A disadvantage of extracapsular cataract extraction is the high incidence of posterior lens capsule opacification, often called after-cataract, which can occur in up to 50% of cases within three years after surgery. After-cataract can be treated by additional surgical procedures (e.g., posterior capsulotomy, repolishing of the posterior lens capsule, or disruption of capsule by infrared energy from a neodymium YAG laser) to obtain good vision. There are complications associated with all types of capsulotomy. These include cystoid macular edema, retinal detachment, and transient or permanent glaucoma.
After-cataract is caused by proliferation of equatorial and anterior capsule lens epithelial cells which remain after extracapsular lens extraction. These cells proliferate to cause Sommerling rings, and along with fibroblasts which also deposit and occur on the posterior capsule, cause opacification of the posterior capsule, which interferes with vision. Prevention of after-cataract would be preferable to treatment, and could be achieved by physically or chemically destroying the lens cells at the time of the original cataract extraction.
In animal experiments, cytotoxic drugs administered during surgery or implantation have been investigated as a means of inhibiting the growth of lens epithelial cells. An example of such a drug is methotrexate (MTX), as described in U.S. Pat. No. 4,515,794. MTX kills dividing cells preferentially, though not exclusively, and is used in cancer chemotherapy.
As described in the above patent, MTX has been used as a mitotic inhibitor by instilling a solution containing a specific concentration of methotrexate into the anterior chamber of the eye after lens removal. Furthermore, the solution containing MTX is osmotically balanced to provide minimal effective dosage when instilled into the anterior chamber of the eye, thereby inhibiting subcapsular epithelial growth.

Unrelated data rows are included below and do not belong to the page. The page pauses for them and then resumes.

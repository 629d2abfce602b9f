//! Reference-counting ownership of Objective-C objects and blocks.

use crate::core::{Ty, TyKind};
use crate::qualifiers::Lifetime;

impl<'tcx> Ty<'tcx> {
    /// Object pointers and block pointers: the types retain and release
    /// apply to.
    pub fn is_objc_retainable_type(self) -> bool {
        self.is_objc_object_pointer_type() || self.is_block_pointer_type()
    }

    /// A retainable type, or an array of them: anything that may carry a
    /// lifetime qualifier.
    pub fn is_objc_lifetime_type(self) -> bool {
        self.base_element_type_unsafe().is_objc_retainable_type()
    }

    /// A lifetime type, or a pointer, reference or member pointer to one
    /// at any depth.
    pub fn is_objc_indirect_lifetime_type(self) -> bool {
        if self.is_objc_lifetime_type() {
            return true;
        }
        match *self.desugared_kind() {
            TyKind::Pointer { pointee, .. }
            | TyKind::LValueReference(pointee)
            | TyKind::RValueReference(pointee)
            | TyKind::MemberPointer { pointee, .. } => pointee.ty.is_objc_indirect_lifetime_type(),
            _ => false,
        }
    }

    /// Class objects are never retained implicitly: `Class`, or arrays of
    /// it.
    pub fn is_objc_arc_implicitly_unretained_type(self) -> bool {
        let mut canonical = self.canonical_ty();
        while let Some(element) = canonical.kind().array_element() {
            canonical = element.ty.canonical_ty();
        }
        canonical.as_objc_object_pointer().is_some_and(|ptr| {
            let object = ptr.object_type();
            object.is_unqualified_class() || object.is_qualified_class()
        })
    }

    /// The lifetime a retainable type gets when none is written.
    pub fn objc_arc_implicit_lifetime(self) -> Lifetime {
        if self.is_objc_arc_implicitly_unretained_type() { Lifetime::ExplicitNone } else { Lifetime::Strong }
    }
}

#[cfg(test)]
mod tests {
    use crate::options::LangOptions;
    use crate::qualifiers::Lifetime;
    use crate::test_utils::with_lang;
    use crate::ty;
    use pretty_assertions::assert_eq;

    #[test]
    fn test_retainable_and_lifetime_types() {
        with_lang(LangOptions::c11().with_objc_arc(), |tcx, _| {
            let id = tcx.objc_id();
            assert!(id.ty.is_objc_retainable_type());
            assert!(ty!(tcx, BlockPtr[() => Void]).ty.is_objc_retainable_type());
            assert!(!ty!(tcx, Ptr[Int]).ty.is_objc_retainable_type());

            assert!(ty!(tcx, Array[id; 4]).ty.is_objc_lifetime_type());
            assert!(!ty!(tcx, Array[id; 4]).ty.is_objc_retainable_type());

            assert!(ty!(tcx, Ptr[Ptr[id]]).ty.is_objc_indirect_lifetime_type());
            assert!(ty!(tcx, Ref[id]).ty.is_objc_indirect_lifetime_type());
            assert!(!ty!(tcx, Ptr[Ptr[Int]]).ty.is_objc_indirect_lifetime_type());
        });
    }

    #[test]
    fn test_class_objects_are_unretained() {
        with_lang(LangOptions::c11().with_objc_arc(), |tcx, _| {
            let class = tcx.objc_class();
            assert!(class.ty.is_objc_arc_implicitly_unretained_type());
            assert!(ty!(tcx, Array[class; 2]).ty.is_objc_arc_implicitly_unretained_type());
            assert_eq!(class.ty.objc_arc_implicit_lifetime(), Lifetime::ExplicitNone);
            assert!(!tcx.objc_id().ty.is_objc_arc_implicitly_unretained_type());
            assert_eq!(tcx.objc_id().ty.objc_arc_implicit_lifetime(), Lifetime::Strong);
        });
    }
}
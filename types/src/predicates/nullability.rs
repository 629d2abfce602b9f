//! Nullability attributes (`_Nonnull`, `_Nullable`, `_Null_unspecified`).
//!
//! Nullability is sugar: it lives on `Attributed` nodes and vanishes from
//! the canonical type. Lookups therefore walk the sugar chain one step at a
//! time.

use crate::context::TyCtxt;
use crate::core::{BuiltinKind, NullabilityKind, QualType, Ty, TyKind};

impl<'tcx> Ty<'tcx> {
    /// The nearest nullability attribute in the sugar chain.
    pub fn nullability(self) -> Option<NullabilityKind> {
        let mut cur = self;
        loop {
            if let TyKind::Attributed { attr, .. } = *cur.kind() {
                if let Some(nullability) = attr.nullability() {
                    return Some(nullability);
                }
            }
            cur = cur.locally_desugar()?.ty;
        }
    }

    /// Whether a nullability attribute may be written on this type.
    ///
    /// Pointer-like types can; arithmetic, record and array types cannot.
    /// Types that might still instantiate to a pointer answer
    /// `result_if_unknown`.
    pub fn can_have_nullability(self, tcx: TyCtxt<'tcx>, result_if_unknown: bool) -> bool {
        match *self.canonical_ty().kind() {
            TyKind::Pointer { .. }
            | TyKind::BlockPointer(_)
            | TyKind::MemberPointer { .. }
            | TyKind::ObjCObjectPointer(_) => true,

            TyKind::TypeOfExpr { .. }
            | TyKind::TypeOf(_)
            | TyKind::Decltype { .. }
            | TyKind::UnaryTransform { .. }
            | TyKind::TemplateTypeParm { .. }
            | TyKind::SubstTemplateTypeParmPack { .. }
            | TyKind::DependentName { .. }
            | TyKind::Auto { .. } => result_if_unknown,

            // A class template specialization can never be a pointer.
            TyKind::TemplateSpecialization { template, .. } => {
                !tcx.decls().template(template).is_class_template() && result_if_unknown
            }

            TyKind::Builtin(kind) => match kind {
                BuiltinKind::Dependent
                | BuiltinKind::Overload
                | BuiltinKind::BoundMember
                | BuiltinKind::UnknownAny => result_if_unknown,
                _ => false,
            },

            _ => false,
        }
    }
}

impl<'tcx> QualType<'tcx> {
    pub fn nullability(self) -> Option<NullabilityKind> {
        self.ty.nullability()
    }

    /// Removes a nullability attribute written directly on this type,
    /// returning it with the type it modified. Local qualifiers are kept.
    pub fn strip_outer_nullability(self) -> Option<(NullabilityKind, QualType<'tcx>)> {
        let TyKind::Attributed { attr, modified, .. } = *self.kind() else {
            return None;
        };
        let nullability = attr.nullability()?;
        Some((nullability, modified.with_quals(self.quals)))
    }
}
//! Bounds-checked pointer and array queries.
//!
//! A checked pointer (`_Ptr`, `_Array_ptr`, `_Nt_array_ptr`) or checked
//! array carries its flavor in the node. These queries look through the
//! declarator structure (pointees, elements, function signatures) for one.

use crate::context::TyCtxt;
use crate::core::{CheckedArrayKind, CheckedPointerKind, Ty, TyKind};

/// Whether the canonical node is itself checked or unchecked, or `None`
/// if the node carries no checked flavor.
fn local_checkedness(kind: &TyKind<'_>) -> Option<bool> {
    match *kind {
        TyKind::Pointer { checked, .. } => Some(checked != CheckedPointerKind::Unchecked),
        TyKind::ConstantArray { checked, .. } | TyKind::IncompleteArray { checked, .. } => {
            Some(checked != CheckedArrayKind::Unchecked)
        }
        // Variable and dependent-size arrays are never checked.
        TyKind::VariableArray { .. } | TyKind::DependentSizedArray { .. } => Some(false),
        _ => None,
    }
}

impl<'tcx> Ty<'tcx> {
    /// Any checked pointer flavor.
    pub fn is_checked_pointer_type(self) -> bool {
        matches!(*self.canonical_ty().kind(), TyKind::Pointer { checked, .. } if checked != CheckedPointerKind::Unchecked)
    }

    pub fn is_unchecked_pointer_type(self) -> bool {
        matches!(*self.canonical_ty().kind(), TyKind::Pointer { checked: CheckedPointerKind::Unchecked, .. })
    }

    pub fn checked_pointer_kind(self) -> Option<CheckedPointerKind> {
        match *self.canonical_ty().kind() {
            TyKind::Pointer { checked, .. } => Some(checked),
            _ => None,
        }
    }

    pub fn is_checked_array_type(self) -> bool {
        local_checkedness(self.canonical_ty().kind()) == Some(true) && self.is_array_type()
    }

    /// Whether the type is checked or mentions a checked type through its
    /// pointee, element, result or parameters.
    pub fn is_or_contains_checked_type(self) -> bool {
        let ty = self.canonical_ty();
        match *ty.kind() {
            ref kind @ (TyKind::Pointer { .. }
            | TyKind::ConstantArray { .. }
            | TyKind::IncompleteArray { .. }
            | TyKind::VariableArray { .. }
            | TyKind::DependentSizedArray { .. }) => {
                local_checkedness(kind) == Some(true) || inner(kind).is_or_contains_checked_type()
            }
            TyKind::FunctionProto(proto) => {
                proto.result.ty.is_or_contains_checked_type()
                    || proto.params.iter().any(|p| p.ty.is_or_contains_checked_type())
            }
            _ => false,
        }
    }

    /// The mirror of [`Ty::is_or_contains_checked_type`]: an unchecked
    /// pointer or array anywhere in the declarator.
    pub fn is_or_contains_unchecked_type(self) -> bool {
        let ty = self.canonical_ty();
        match *ty.kind() {
            ref kind @ (TyKind::Pointer { .. }
            | TyKind::ConstantArray { .. }
            | TyKind::IncompleteArray { .. }
            | TyKind::VariableArray { .. }
            | TyKind::DependentSizedArray { .. }) => {
                local_checkedness(kind) == Some(false) || inner(kind).is_or_contains_unchecked_type()
            }
            TyKind::FunctionProto(proto) => {
                proto.result.ty.is_or_contains_unchecked_type()
                    || proto.params.iter().any(|p| p.ty.is_or_contains_unchecked_type())
            }
            _ => false,
        }
    }

    /// Like [`Ty::is_or_contains_checked_type`], but also looks into
    /// records. A record field counts if it is a record containing a
    /// checked value, or if it contains a checked type and declares bounds.
    pub fn contains_checked_value(self, tcx: TyCtxt<'tcx>) -> bool {
        let ty = self.canonical_ty();
        match *ty.kind() {
            ref kind @ (TyKind::Pointer { .. }
            | TyKind::ConstantArray { .. }
            | TyKind::IncompleteArray { .. }
            | TyKind::VariableArray { .. }
            | TyKind::DependentSizedArray { .. }) => {
                local_checkedness(kind) == Some(true) || inner(kind).contains_checked_value(tcx)
            }
            TyKind::FunctionProto(proto) => {
                proto.result.ty.contains_checked_value(tcx)
                    || proto.params.iter().any(|p| p.ty.contains_checked_value(tcx))
            }
            TyKind::Record(id) => tcx.decls().record(id).fields.iter().any(|field| {
                if field.ty.ty.is_record_type() {
                    field.ty.ty.contains_checked_value(tcx)
                } else {
                    field.has_bounds_expr && field.ty.ty.contains_checked_value(tcx)
                }
            }),
            _ => false,
        }
    }

    /// Whether a variadic prototype appears anywhere in the declarator.
    pub fn has_variadic_type(self) -> bool {
        let ty = self.canonical_ty();
        match *ty.kind() {
            TyKind::Pointer { pointee: next, .. } => next.ty.has_variadic_type(),
            ref kind if kind.is_array() => inner(kind).has_variadic_type(),
            TyKind::FunctionProto(proto) => {
                proto.variadic
                    || proto.result.ty.has_variadic_type()
                    || proto.params.iter().any(|p| p.ty.has_variadic_type())
            }
            _ => false,
        }
    }

    /// Whether a variable-length array with a size expression appears
    /// through pointers, references and array elements.
    pub fn has_sized_vla_type(self) -> bool {
        if !self.is_variably_modified() {
            return false;
        }
        match *self.desugared_kind() {
            TyKind::Pointer { pointee, .. }
            | TyKind::LValueReference(pointee)
            | TyKind::RValueReference(pointee) => pointee.ty.has_sized_vla_type(),
            TyKind::VariableArray { size: Some(_), .. } => true,
            ref kind => kind.array_element().is_some_and(|element| element.ty.has_sized_vla_type()),
        }
    }
}

/// Pointee or element of a pointer or array shape.
fn inner<'tcx>(kind: &TyKind<'tcx>) -> Ty<'tcx> {
    match *kind {
        TyKind::Pointer { pointee, .. } => pointee.ty,
        ref kind => match kind.array_element() {
            Some(element) => element.ty,
            None => unreachable!("not a pointer or array: {kind:?}"),
        },
    }
}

However, because MTX is not specific as to the type of cell that it kills, serious side effects can occur. Moreover, epitheliel cells must divide for MTX to exert its cytotoxic effect. The drug should therefore remain in the eye at least through the generation time of the lens epithelial cells. While these cells normally divide very slowly and only at the equator, division is stimulated by injury, such as would occur during surgery, occurring within 48 hours. Mitotic inhibitors comprised simply of solutions of methotrexate or other cytotoxins which are instilled in the aqueous fluid of the eye would be continually diluted by inflow of aqueous fluid which is renewed with a half time of about three hours. This dilution in turn decreases the ability of the drug to inhibit growth of the epithelial cells which remain after lens extraction.